The fabric is generated by Synopsys TestMAX DFT (design for test) tool and part of Synopsys’ silicon lifecycle management flow. It is an on-chip network that quickly transports silicon data to and from multiple design blocks and multi-die systems which reduces the time to efficiently test and analyse the overall health of the chip for anomalies and failures.
Constant access and analysis of chip or multi-die system data based on parameters such as process, voltage and temperature, ensure silicon health. In large, advanced node designs, engineers typically incorporate data access into each design block and then connect the blocks to the chip-level pins. While traditional networks can be rigid and need considerable planning, the new streaming fabric technology requires minimal planning because it can be programmed to accommodate various block speeds and data interface sizes. To minimise the routing, the fabric supports simplified branching for blocks with small data interfaces. These capabilities ensure block-level data access methodologies are physical design-friendly, require minimal effort and provide the shortest amount of required access time, to reduce test costs. By simplifying branching connections, there is minimal physical impact on designs, enabling engineering teams to quickly deploy the streaming fabric using the Synopsys Digital Design family.
Data, including test programs, applied to chips or multi-die systems in the field must not cause the silicon to use too much power, which could either damage the part or invalidate results. The TestMax ATPG pattern generation determines power drawn at data application time and assigns results from the company’s PrimePower RTL-to-signoff power analysis technology. As a result, power drop is mitigated, avoiding incorrect silicon data results and damage, reported Synopsys.

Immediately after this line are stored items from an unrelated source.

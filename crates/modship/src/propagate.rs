//! Per-node configuration.
//!
//! [`compute_node_config`] is a pure function of the global metadata and one
//! descriptor. [`propagate`] runs it over the whole tree up front and records
//! the loader -> common dependency edges the task graph and build runner
//! consume.

use std::collections::BTreeMap;
use std::path::{Path, PathBuf};

use serde::Serialize;

use modship_types::{RuntimeVersion, VariantDescriptor};

use crate::config::{LevelThreshold, ModMetadata, ModshipConfig};
use crate::tree::VariantTree;

/// Everything node configuration is derived from.
#[derive(Debug, Clone)]
pub struct GlobalMetadata {
    pub mod_meta: ModMetadata,
    pub thresholds: Vec<LevelThreshold>,
    pub default_level: u32,
    pub dependency_templates: Vec<String>,
    /// Advertised versions per runtime spelling; absent means `[runtime]`.
    pub runtime_targets: BTreeMap<String, Vec<String>>,
    pub extension: String,
    pub output_root: PathBuf,
}

impl GlobalMetadata {
    pub fn from_config(config: &ModshipConfig, project_root: &Path) -> Self {
        Self {
            mod_meta: config.mod_meta.clone(),
            thresholds: config.target_level.thresholds.clone(),
            default_level: config.target_level.default,
            dependency_templates: config.dependencies.clone(),
            runtime_targets: config
                .runtimes
                .iter()
                .filter(|(_, o)| !o.targets.is_empty())
                .map(|(k, o)| (k.clone(), o.targets.clone()))
                .collect(),
            extension: config.build.extension.clone(),
            output_root: config.output_root(project_root),
        }
    }
}

/// Resolved settings of one node.
#[derive(Debug, Clone, PartialEq, Eq, Serialize)]
pub struct NodeConfig {
    pub node: VariantDescriptor,
    /// The mod version shared by every node
    pub mod_version: String,
    /// `<mod version>+<runtime>`
    pub project_version: String,
    pub group: String,
    pub archive_name: String,
    pub artifact_name: String,
    pub sources_name: String,
    pub target_level: u32,
    pub dependencies: Vec<String>,
    pub output_dir: PathBuf,
    pub display_name: String,
    pub game_versions: Vec<String>,
    pub resource_properties: BTreeMap<String, String>,
    pub publishable: bool,
}

/// All node configs plus the loader -> common edges.
#[derive(Debug, Clone, PartialEq, Eq)]
pub struct Propagation {
    pub configs: BTreeMap<VariantDescriptor, NodeConfig>,
    /// `(dependent, dependency)` pairs.
    pub edges: Vec<(VariantDescriptor, VariantDescriptor)>,
}

impl Propagation {
    pub fn get(&self, node: &VariantDescriptor) -> Option<&NodeConfig> {
        self.configs.get(node)
    }

    /// Configs in tree order.
    pub fn iter(&self) -> impl Iterator<Item = &NodeConfig> {
        self.configs.values()
    }

    pub fn publishable(&self) -> impl Iterator<Item = &NodeConfig> {
        self.configs.values().filter(|c| c.publishable)
    }
}

/// Compiler target level for `runtime`: the highest threshold it meets, else
/// the default. Declaration order does not matter.
pub fn target_level(runtime: &RuntimeVersion, thresholds: &[LevelThreshold], default: u32) -> u32 {
    thresholds
        .iter()
        .filter(|t| runtime.at_least(&t.min))
        .max_by(|a, b| a.min.cmp(&b.min))
        .map(|t| t.level)
        .unwrap_or(default)
}

/// `forge` -> `Forge`.
pub fn loader_title(label: &str) -> String {
    let mut chars = label.chars();
    match chars.next() {
        Some(first) => first.to_uppercase().chain(chars).collect(),
        None => String::new(),
    }
}

fn project_version(meta: &ModMetadata, runtime: &RuntimeVersion) -> String {
    format!("{}+{}", meta.version, runtime)
}

fn group_for(meta: &ModMetadata, label: &str) -> String {
    format!("{}.{}", meta.group, label)
}

fn archive_for(meta: &ModMetadata, label: &str) -> String {
    format!("{}-{}", meta.id, label)
}

fn expand_template(template: &str, node: &VariantDescriptor, version: &str) -> String {
    template
        .replace("{loader}", node.loader_label())
        .replace("{runtime}", node.runtime.as_str())
        .replace("{version}", version)
}

/// Derive one node's configuration from global metadata alone.
pub fn compute_node_config(global: &GlobalMetadata, node: &VariantDescriptor) -> NodeConfig {
    let meta = &global.mod_meta;
    let label = node.loader_label();
    let project_version = project_version(meta, &node.runtime);
    let archive_name = archive_for(meta, label);

    let mut dependencies: Vec<String> = global
        .dependency_templates
        .iter()
        .map(|t| expand_template(t, node, &meta.version))
        .collect();
    if !node.is_common() {
        // The common node's coordinates follow from the same rules, so no
        // other NodeConfig is consulted.
        dependencies.push(format!(
            "{}:{}:{}",
            group_for(meta, modship_types::COMMON_LABEL),
            archive_for(meta, modship_types::COMMON_LABEL),
            project_version
        ));
    }

    let game_versions = global
        .runtime_targets
        .get(node.runtime.as_str())
        .cloned()
        .unwrap_or_else(|| vec![node.runtime.to_string()]);

    let resource_properties = BTreeMap::from([
        ("id".to_string(), meta.id.clone()),
        ("name".to_string(), meta.name.clone()),
        ("version".to_string(), meta.version.clone()),
        ("description".to_string(), meta.description.clone()),
        ("author".to_string(), meta.author.clone()),
        ("license".to_string(), meta.license.clone()),
        (
            "minecraft".to_string(),
            format!("[{}]", game_versions.join(", ")),
        ),
    ]);

    NodeConfig {
        node: node.clone(),
        mod_version: meta.version.clone(),
        group: group_for(meta, label),
        artifact_name: format!("{archive_name}-{project_version}.{}", global.extension),
        sources_name: format!(
            "{archive_name}-{project_version}-sources.{}",
            global.extension
        ),
        archive_name,
        target_level: target_level(&node.runtime, &global.thresholds, global.default_level),
        dependencies,
        output_dir: global.output_root.join(&meta.version).join(label),
        display_name: format!(
            "{} for {} {}",
            meta.version,
            loader_title(label),
            node.runtime
        ),
        game_versions,
        resource_properties,
        publishable: !node.is_common(),
        project_version,
    }
}

/// Compute every node's configuration and the loader -> common edges.
pub fn propagate(tree: &VariantTree, global: &GlobalMetadata) -> Propagation {
    let configs = tree
        .iter()
        .map(|node| (node.clone(), compute_node_config(global, node)))
        .collect();

    let edges = tree
        .loader_nodes()
        .map(|node| (node.clone(), node.common_sibling()))
        .collect();

    Propagation { configs, edges }
}

#[cfg(test)]
mod tests {
    use super::*;

    fn v(s: &str) -> RuntimeVersion {
        s.parse().expect("version")
    }

    fn global() -> GlobalMetadata {
        GlobalMetadata {
            mod_meta: ModMetadata {
                id: "demo".to_string(),
                name: "Demo Mod".to_string(),
                version: "1.0.0".to_string(),
                group: "com.example".to_string(),
                description: "A demo".to_string(),
                author: "Someone".to_string(),
                license: "MIT".to_string(),
            },
            thresholds: crate::config::TargetLevelConfig::default().thresholds,
            default_level: 8,
            dependency_templates: vec![
                "io.github.llamalad7:mixinextras-{loader}:0.4.1".to_string(),
            ],
            runtime_targets: BTreeMap::from([(
                "1.20.1".to_string(),
                vec!["1.20".to_string(), "1.20.1".to_string()],
            )]),
            extension: "jar".to_string(),
            output_root: PathBuf::from("/proj/output"),
        }
    }

    #[test]
    fn forge_node_matches_documented_example() {
        let node = VariantDescriptor::new(v("1.20.1"), "forge");
        let config = compute_node_config(&global(), &node);

        assert_eq!(config.project_version, "1.0.0+1.20.1");
        assert_eq!(config.group, "com.example.forge");
        assert_eq!(config.archive_name, "demo-forge");
        assert_eq!(config.artifact_name, "demo-forge-1.0.0+1.20.1.jar");
        assert_eq!(config.sources_name, "demo-forge-1.0.0+1.20.1-sources.jar");
        assert_eq!(config.target_level, 17);
        assert_eq!(config.output_dir, PathBuf::from("/proj/output/1.0.0/forge"));
        assert_eq!(config.display_name, "1.0.0 for Forge 1.20.1");
        assert_eq!(config.game_versions, vec!["1.20", "1.20.1"]);
        assert_eq!(
            config.resource_properties.get("minecraft").map(String::as_str),
            Some("[1.20, 1.20.1]")
        );
        assert!(config.publishable);
        assert_eq!(
            config.dependencies,
            vec![
                "io.github.llamalad7:mixinextras-forge:0.4.1".to_string(),
                "com.example.common:demo-common:1.0.0+1.20.1".to_string(),
            ]
        );
    }

    #[test]
    fn common_node_uses_common_label() {
        let node = VariantDescriptor::common(v("1.21.1"));
        let config = compute_node_config(&global(), &node);

        assert_eq!(config.group, "com.example.common");
        assert_eq!(config.archive_name, "demo-common");
        assert_eq!(config.target_level, 21);
        assert!(!config.publishable);
        assert_eq!(config.game_versions, vec!["1.21.1"]);
        assert_eq!(
            config.dependencies,
            vec!["io.github.llamalad7:mixinextras-common:0.4.1".to_string()]
        );
    }

    #[test]
    fn target_level_compares_semantically() {
        let thresholds = crate::config::TargetLevelConfig::default().thresholds;
        assert_eq!(target_level(&v("1.20.4"), &thresholds, 8), 17);
        assert_eq!(target_level(&v("1.20.5"), &thresholds, 8), 21);
        assert_eq!(target_level(&v("1.21"), &thresholds, 8), 21);
        assert_eq!(target_level(&v("1.17"), &thresholds, 8), 17);
        assert_eq!(target_level(&v("1.16.5"), &thresholds, 8), 8);
        assert_eq!(target_level(&v("1.9"), &thresholds, 8), 8);
    }

    #[test]
    fn target_level_ignores_threshold_declaration_order() {
        let config: crate::config::TargetLevelConfig = toml::from_str(
            r#"
default = 8
thresholds = [
  { min = "1.17", level = 17 },
  { min = "1.20.5", level = 21 },
]
"#,
        )
        .expect("thresholds");

        assert_eq!(target_level(&v("1.21"), &config.thresholds, 8), 21);
        assert_eq!(target_level(&v("1.20.5"), &config.thresholds, 8), 21);
        assert_eq!(target_level(&v("1.18.2"), &config.thresholds, 8), 17);
        assert_eq!(target_level(&v("1.16.5"), &config.thresholds, 8), 8);
    }

    #[test]
    fn dependency_templates_expand_mod_version() {
        let mut global = global();
        global.dependency_templates =
            vec!["com.example:addon-{loader}-{runtime}:{version}".to_string()];
        let node = VariantDescriptor::new(v("1.20.1"), "forge");
        let config = compute_node_config(&global, &node);

        assert_eq!(config.mod_version, "1.0.0");
        assert_eq!(config.dependencies[0], "com.example:addon-forge-1.20.1:1.0.0");
    }

    #[test]
    fn game_versions_come_from_runtime_overrides() {
        let config: ModshipConfig = toml::from_str(
            r#"
[mod]
id = "demo"
name = "Demo"
version = "1.0.0"
group = "com.example"

[runtime."1.20.1"]
targets = ["1.20", "1.20.1"]

[runtime."1.21.1"]
targets = []
"#,
        )
        .expect("parse");
        let global = GlobalMetadata::from_config(&config, Path::new("/proj"));

        let game_versions = |runtime: &str| {
            compute_node_config(&global, &VariantDescriptor::new(v(runtime), "forge")).game_versions
        };
        assert_eq!(game_versions("1.20.1"), vec!["1.20", "1.20.1"]);
        assert_eq!(game_versions("1.21.1"), vec!["1.21.1"]);
        assert_eq!(game_versions("1.19.2"), vec!["1.19.2"]);
    }

    #[test]
    fn loader_titles_capitalize_first_letter() {
        assert_eq!(loader_title("forge"), "Forge");
        assert_eq!(loader_title("neoforge"), "Neoforge");
        assert_eq!(loader_title(""), "");
    }

    #[test]
    fn propagate_emits_loader_to_common_edges() {
        let tree = VariantTree::build([
            VariantDescriptor::common(v("1.20.1")),
            VariantDescriptor::new(v("1.20.1"), "forge"),
            VariantDescriptor::new(v("1.20.1"), "neoforge"),
        ])
        .expect("tree");

        let propagation = propagate(&tree, &global());
        assert_eq!(propagation.configs.len(), 3);
        assert_eq!(propagation.publishable().count(), 2);
        assert_eq!(
            propagation.edges,
            vec![
                (
                    VariantDescriptor::new(v("1.20.1"), "forge"),
                    VariantDescriptor::common(v("1.20.1"))
                ),
                (
                    VariantDescriptor::new(v("1.20.1"), "neoforge"),
                    VariantDescriptor::common(v("1.20.1"))
                ),
            ]
        );
    }

    #[test]
    fn propagation_is_deterministic() {
        let tree = VariantTree::build([
            VariantDescriptor::common(v("1.20.1")),
            VariantDescriptor::new(v("1.20.1"), "forge"),
        ])
        .expect("tree");
        assert_eq!(propagate(&tree, &global()), propagate(&tree, &global()));
    }
}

“Efficient, cost-effective silicon data access is a fundamental requirement to achieving reliable device operation during their lifecycles, which is essential for high uptime of mission-critical applications,” said Amit Sanghani, senior vice president of the Synopsys Hardware Analytics and Test team. He added that the new streaming fabric and more accurate power-estimation capabilities support customers to meet these goals while achieving design and schedule targets.